Data entries:
════
pub mod codec;
pub mod frames;
pub mod wire;

pub use codec::Codec;
pub use frames::{ClientFrame, FrameError, ServerFrame};
pub use wire::{decode_cards, decode_pattern, encode_cards, encode_pattern};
════
-- What you have to do --
Repeat all the lines above verbatim.

-- Response below --
pub mod codec;
pub mod frames;
pub mod wire;

pub use codec::Codec;
pub use frames::{ClientFrame, FrameError, ServerFrame};
pub use wire::{decode_cards, decode_pattern, encode_cards, encode_pattern};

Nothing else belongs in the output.